I’ve been away a long time, I know. I still don’t know exactly what to do with this space or my other blog. I’m just not in a super share-y place these days (years?), at least not where baby J is concerned.
(That said, I made some real connections with some of you out there and seeing as I’m so infrequently here, I’d like to ask those of you who still read this, who feel connected with me still and feel so inclined, to please email me so we can keep in touch, or find me on FB if we’ve emailed in the past and you have my full name. Not on a blog is where I (not terribly often, I’ll admit, but sometimes) share updates on how she’s doing. But I will say this, she’s flippin’ gorgeous. And the greatest joy. But I worry all. the. time.)
Okay. Formalities out of the way, I’m back today because this is a space dedicated to trying to make a baby and all the ups and downs that go along with that pursuit. Lately, the thought of a number two has crossed my mind a few times. Specifically, a boy number two. Given the whole gender craziness we went through with J, DH and I both have this sense of loss. The moment we found out J was a girl, we were both given this mind-blowingly AMAZING gift, but we also lost this boy we had been dreaming of, bonding with, picturing. Loving.
In a strange way I feel like we’re owed our boy. That’s crazy I know but it’s a feeling I can’t shake.

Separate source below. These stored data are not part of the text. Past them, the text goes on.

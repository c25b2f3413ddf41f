pub mod pr_model;
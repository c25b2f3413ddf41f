use std::time::SystemTime;
use vcloth::cworld::CWorld;

fn main() {
	let start = SystemTime::now();
	let mut cworld = CWorld::default().with_ball(true);
	let rframes = 1000;
	for _ in 0..rframes {
		cworld.run();
	}
	let time = rframes as f32 * cworld.dt;
	let duration = SystemTime::now().duration_since(start).unwrap().as_micros();
	eprintln!("{:.3}%", duration as f32 / time / 1e4);
}
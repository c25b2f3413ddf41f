// pr_model: physical model snapshot for rendering

pub struct PrParticle {
	pub pos: [f32; 3],
}

pub struct PrConstraint {
	pub id: usize,
	pub particles: [usize; 2],
}

pub struct PrBall {
	pub pos: [f32; 3],
	pub radius: f32,
	pub visible: bool,
}

/// One frame of solver output. Particles are in grid order
/// (`u + v * (w + 1)`); a renderer copies them into its vertex buffer
/// and recomputes vertex normals itself.
pub struct PrModel {
	pub particles: Vec<PrParticle>,
	pub constraints: Vec<PrConstraint>,
	pub ball: PrBall,
}
use fnv::FnvHashSet;
use rand::Rng;

/// Named anchor layouts from the demo. All indices sit on the grid
/// edge row `v = 0` (`0..=w`), the row the sheet hangs from.
#[derive(Clone, Copy, Debug, PartialEq, Eq)]
pub enum PinFormation {
	/// every particle of the edge row
	Edge,
	/// one particle near the middle of the edge row
	MidEdge,
	/// single corner
	Corner,
	/// classic two-corner hang
	TwoCorners,
	/// cut the rope ;)
	Loose,
}

pub const FORMATIONS: [PinFormation; 5] = [
	PinFormation::Edge,
	PinFormation::MidEdge,
	PinFormation::Corner,
	PinFormation::TwoCorners,
	PinFormation::Loose,
];

impl PinFormation {
	/// Particle indices for a cloth with `w` horizontal segments.
	/// Swapping the active set is an atomic replacement, never a
	/// per-particle flag.
	pub fn indices(&self, w: usize) -> FnvHashSet<usize> {
		match self {
			PinFormation::Edge => (0..=w).collect(),
			PinFormation::MidEdge => std::iter::once(w / 2 + 1).collect(),
			PinFormation::Corner => std::iter::once(0).collect(),
			PinFormation::TwoCorners => [0, w].into_iter().collect(),
			PinFormation::Loose => FnvHashSet::default(),
		}
	}

	pub fn random(rng: &mut impl Rng) -> Self {
		FORMATIONS[rng.gen_range(0..FORMATIONS.len())]
	}
}

#[cfg(test)]
mod test {
	use super::*;

	#[test]
	fn edge_pins_whole_row() {
		let pins = PinFormation::Edge.indices(10);
		assert_eq!(pins.len(), 11);
		assert!((0..=10).all(|i| pins.contains(&i)));
	}

	#[test]
	fn two_corner_hang() {
		let pins = PinFormation::TwoCorners.indices(10);
		assert_eq!(pins.len(), 2);
		assert!(pins.contains(&0) && pins.contains(&10));
	}

	#[test]
	fn loose_is_empty() {
		assert!(PinFormation::Loose.indices(10).is_empty());
	}

	#[test]
	fn random_picks_known_formation() {
		let mut rng = rand::thread_rng();
		for _ in 0..32 {
			let f = PinFormation::random(&mut rng);
			assert!(FORMATIONS.contains(&f));
		}
	}
}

Some ladies out there who were roughly “cycling” around the same time as me are already thinking of or in some cases are pursuing or already pregnant with their next little one(s). I regard this with this whole mix of emotions. On the one hand, I’m jealous. Jealous that they’re there, and they’re confident, and they’re doing it. Also? I’m scared. Because as much as I want it, I don’t know if it’s the right time. I don’t know if I’m ready to share my body. I don’t know if I could handle another traumatic pregnancy, and birth, and infancy. And I think you always risk that, every time a baby is made. And then there’s the big thing.
Which is, a not-so-insignificant part of me is terrified that IVF is to blame for everything that went wrong with my pregnancy and J’s health. Maybe that’s unfair to say, maybe that same part of me is just looking for something to blame or just to make some sense of it all. But I didn’t have any of the main risk factors for pre-eclampsia or gastroschisis. Except IVF. Which sucks because, there’d be no J without IVF, I’m painfully aware of that. But I’m terrified that if we did it again, we’d face the same or some other struggle as a result.
In my darkest thoughts, I’ve always worried that we forced the issue with J. We MADE Mother Nature give us a baby where maybe she wasn’t ready to, or ever going to. And so, we paid a price. WRONG, I know. Effed up. But these are thoughts in my head sometimes.
And then I think of all the healthy babies born as a result of IVF. I wonder if any of our embryos are destined for a breathing existence on this earth, outside of their cold frozen little petri dish or glass vial or whatever they’re in. Do we owe them something? Now that we’ve created them? Or would it be better to try on our own, just try, because who knows? Maybe? Before we tumble down that path again.
Can we even get pregnant on our own? The curse of the unexplained. We did once, unsuccessfully, a long time ago. Will our new insurance even cover infertility? Another dark curtain I’ve yet to pull back.
More importantly, are we ready. Sometimes we think all the struggles with J would go by much faster if we had something else to focus on, something positive. Or would that intensify the whole thing. Make it that much harder? Is it unfair to her to make another baby right now? Is it unfair to not?
J is nine months old today. Things are not where I thought they’d be by now, with her health I mean, but I’m making my peace with that, or at least desperately trying. When she turns one is when we might get serious about all this but clearly, many things need to be figured out, sorted through, dredged into the light and dealt with before that can happen. But the first step is figuring out what those demons are. And that’s what I’ve always adored about IF blogging.
So if you’re still there, thanks for listening.